Tal facto constituiria motivo suficiente para não se conhecer do objecto da revista ( artº 641º nº 2 al. b) do C. P. Civil ).

Não obstante, sempre diremos que não se antolha razão para a alteração do acórdão recorrido no sentido pretendido pela recorrente, isto é, no sentido do prosseguimento do processo quanto à dita Ré BB.

Com efeito, o caso julgado pode ser de natureza formal, se relativo a questões de mero carácter processual; ou material, se referente à relação material ou substancial objecto do processo.

E enquanto o caso julgado material tem força obrigatória dentro do processo ou fora dele, visando evitar que o tribunal seja colocado na contingência de contradizer ou de reproduzir uma anterior decisão de fundo transitada em julgado (vide n.º 2 do art.º 580º do C. P. Civil); o caso julgado formal, por seu turno, tem força obrigatória apenas dentro do processo respectivo, não obstando, por isso, a que noutra acção a mesma questão processual concreta possa ser apreciada e decidida em termos diferentes pelo mesmo ou por outro tribunal.

O caso julgado material pressupõe, assim, a repetição de uma causa depois da primeira ter sido decidida por sentença que já não admite recurso ordinário.

E há repetição, de acordo com a lei, quando se propõe uma causa idêntica a outra quanto aos sujeitos, ao pedido e à causa de pedir (art.º 581º nº 1 do C. P. Civil).

A identidade de sujeitos ocorre quando as partes são as mesmas sob o ponto de vista da sua qualidade jurídica; a identidade de pedido, quando numa e noutra causa se pretende obter o mesmo efeito jurídico; e identidade de causa de pedir, quando a pretensão deduzida nas duas acções procede do mesmo facto jurídico – vide o citado art.º 581º do Código de Processo Civil.

No caso, para além da aqui Autora e Ré BB serem igualmente partes naquela supramencionada acção de …, é também idêntica a causa de pedir e o pedido em ambas, pois que, como se assinala no acórdão recorrido, a A., pretendia através da acção de impugnação pauliana, que dirigiu nomeadamente contra a dita BB, «que o imóvel que antes da primeira venda impugnada integrava o património dos seus devedores, DD e EE, e que entretanto fora ( por aquela) revendido a um terceiro, fosse à mesma executado até ao necessário para satisfação do crédito da A. sobre esses dois Réus (art.º 616.º n.º 1 do CC), respondendo os adquirentes de má fé pelo valor do imóvel que tivessem alienado e que já não fosse possível atingir (n.º 2 do art.º 616.º).
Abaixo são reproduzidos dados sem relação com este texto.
//! Game lifecycle state machine.
//!
//! ```text
//! planned ──ready×2──▶ active ──submit──▶ pending_approval ──approve×2──▶ finished
//!    │                   ▲                      │    ▲
//!  cancel                └────────reject────────┘    └─resubmit
//!    ▼
//! cancelled
//! ```
//!
//! Transitions are pure: they take the current [`Lifecycle`] and return the
//! next one plus an [`Effect`] the persistence layer has to apply alongside
//! it. Every transition matches exhaustively on [`GameStatus`].

use serde::{Deserialize, Serialize};
use tracing::{debug, instrument};

use super::{GameStatus, Side, SideFlags};

/// The part of a game the state machine reads and writes.
#[derive(Debug, Clone, Copy, PartialEq, Eq, Hash, Serialize, Deserialize)]
pub struct Lifecycle {
    /// Current status.
    pub status: GameStatus,
    /// Per-side readiness.
    pub readiness: SideFlags,
    /// Per-side approval of the submitted result.
    pub approvals: SideFlags,
}

/// Actions that drive the lifecycle.
#[derive(Debug, Clone, Copy, PartialEq, Eq, Hash, derive_more::Display)]
pub enum Action {
    /// Withdraw a planned game.
    #[display("cancel")]
    Cancel,
    /// Declare readiness.
    #[display("mark ready")]
    MarkReady,
    /// Submit or edit a result.
    #[display("submit a result for")]
    Submit,
    /// Agree with the submitted result.
    #[display("approve")]
    Approve,
    /// Dispute the submitted result.
    #[display("reject")]
    Reject,
}

/// What the caller must persist besides the new lifecycle.
#[derive(Debug, Clone, Copy, PartialEq, Eq, Hash)]
pub enum Effect {
    /// Only flags changed.
    Recorded,
    /// Both sides are ready; the game became active.
    Activated,
    /// A result was written; the caller stores the report.
    Submitted,
    /// Both sides approved; both warbands need a new roster.
    Finished,
    /// The result was disputed; scores return to zero.
    Rejected,
    /// The planned game is withdrawn; the caller deletes it.
    Cancelled,
}

/// Outcome of a successful transition.
#[derive(Debug, Clone, Copy, PartialEq, Eq)]
pub struct Transition {
    /// The lifecycle after the action.
    pub lifecycle: Lifecycle,
    /// Side effect to apply with it.
    pub effect: Effect,
}

/// Error for an action attempted in the wrong state.
#[derive(Debug, Clone, PartialEq, Eq, derive_more::Display)]
pub enum LifecycleError {
    /// The current status does not permit the action.
    #[display("game is not in the right state for this action: cannot {action} a {status} game")]
    InvalidState {
        /// Attempted action.
        action: Action,
        /// Status at the time of the attempt.
        status: GameStatus,
    },
}

impl std::error::Error for LifecycleError {}

impl Lifecycle {
    /// Lifecycle of a freshly proposed game.
    pub fn proposed() -> Self {
        Self {
            status: GameStatus::Planned,
            readiness: SideFlags::default(),
            approvals: SideFlags::default(),
        }
    }

    fn reject_action(&self, action: Action) -> LifecycleError {
        debug!(%action, status = %self.status, "Action not permitted in current status");
        LifecycleError::InvalidState {
            action,
            status: self.status,
        }
    }

    /// Withdraws a planned game.
    #[instrument(skip(self), fields(status = %self.status))]
    pub fn cancel(&self) -> Result<Transition, LifecycleError> {
        match self.status {
            GameStatus::Planned => Ok(Transition {
                lifecycle: Self {
                    status: GameStatus::Cancelled,
                    ..*self
                },
                effect: Effect::Cancelled,
            }),
            GameStatus::Active
            | GameStatus::PendingApproval
            | GameStatus::Finished
            | GameStatus::Cancelled => Err(self.reject_action(Action::Cancel)),
        }
    }

    /// Marks `side` ready. Activates the game once both sides are ready.
    ///
    /// Marking an already-ready side again yields the same lifecycle.
    #[instrument(skip(self), fields(status = %self.status))]
    pub fn mark_ready(&self, side: Side) -> Result<Transition, LifecycleError> {
        match self.status {
            GameStatus::Planned => {
                let readiness = self.readiness.raise(side);
                let (status, effect) = if readiness.both() {
                    (GameStatus::Active, Effect::Activated)
                } else {
                    (GameStatus::Planned, Effect::Recorded)
                };
                Ok(Transition {
                    lifecycle: Self {
                        status,
                        readiness,
                        ..*self
                    },
                    effect,
                })
            }
            GameStatus::Active
            | GameStatus::PendingApproval
            | GameStatus::Finished
            | GameStatus::Cancelled => Err(self.reject_action(Action::MarkReady)),
        }
    }

    /// Records a (re)submitted result from `side`.
    ///
    /// Approvals restart from scratch with only the submitter's side set.
    #[instrument(skip(self), fields(status = %self.status))]
    pub fn submit(&self, side: Side) -> Result<Transition, LifecycleError> {
        match self.status {
            GameStatus::Active | GameStatus::PendingApproval => Ok(Transition {
                lifecycle: Self {
                    status: GameStatus::PendingApproval,
                    approvals: SideFlags::default().raise(side),
                    ..*self
                },
                effect: Effect::Submitted,
            }),
            GameStatus::Planned | GameStatus::Finished | GameStatus::Cancelled => {
                Err(self.reject_action(Action::Submit))
            }
        }
    }

    /// Approves the pending result for `side`. Finishes the game once both
    /// sides have approved.
    #[instrument(skip(self), fields(status = %self.status))]
    pub fn approve(&self, side: Side) -> Result<Transition, LifecycleError> {
        match self.status {
            GameStatus::PendingApproval => {
                let approvals = self.approvals.raise(side);
                let (status, effect) = if approvals.both() {
                    (GameStatus::Finished, Effect::Finished)
                } else {
                    (GameStatus::PendingApproval, Effect::Recorded)
                };
                Ok(Transition {
                    lifecycle: Self {
                        status,
                        approvals,
                        ..*self
                    },
                    effect,
                })
            }
            GameStatus::Planned
            | GameStatus::Active
            | GameStatus::Finished
            | GameStatus::Cancelled => Err(self.reject_action(Action::Approve)),
        }
    }

    /// Rejects the pending result and returns the game to active play.
    #[instrument(skip(self), fields(status = %self.status))]
    pub fn reject(&self) -> Result<Transition, LifecycleError> {
        match self.status {
            GameStatus::PendingApproval => Ok(Transition {
                lifecycle: Self {
                    status: GameStatus::Active,
                    approvals: SideFlags::default(),
                    ..*self
                },
                effect: Effect::Rejected,
            }),
            GameStatus::Planned
            | GameStatus::Active
            | GameStatus::Finished
            | GameStatus::Cancelled => Err(self.reject_action(Action::Reject)),
        }
    }
}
Sendo que na «pendência da referida ação de impugnação pauliana a A. intentou a presente ação, contra a BB e o seu sócio e gerente, CC, na qual, na previsão de que em virtude da boa fé da adquirente GG a A. não lograria executar o aludido imóvel, pretendia responsabilizar estes dois R.R. pelo prejuízo resultante da perda dessa garantia patrimonial, até ao valor desse bem, nos termos do art.º 616.º n.º 2 do Código Civil», e o tribunal julgou a impugnação parcialmente procedente, «ou seja, considerou que se verificavam todos os requisitos da impugnação pauliana no que respeitava aos devedores (DD e EE) e à primeira adquirente (BB), mas entendeu que não se provara a má-fé por parte da subadquirente do imóvel, a R. GG. Assim, o Tribunal de … não autorizou a sujeição à execução, para satisfação do crédito da AA, do aludido imóvel (uma vez que este ingressara na esfera jurídica de quem estava de boa-fé, a GG), mas, afinal no desenvolvimento do que fora peticionado e ao abrigo do disposto no n.º 2 do art.º 616.º do Código Civil, considerou a adquirente e Ré BB responsável pelo prejuízo da A. decorrente da referida diminuição de garantia patrimonial, correspondente ao valor do bem transacionado, e consequentemente condenou a Ré BB no pagamento à A. AA de indemnização correspondente ao valor do referido prédio - € 5 893 134,00 – até ao montante global do crédito da A. perante os RR. alienantes, DD e EE».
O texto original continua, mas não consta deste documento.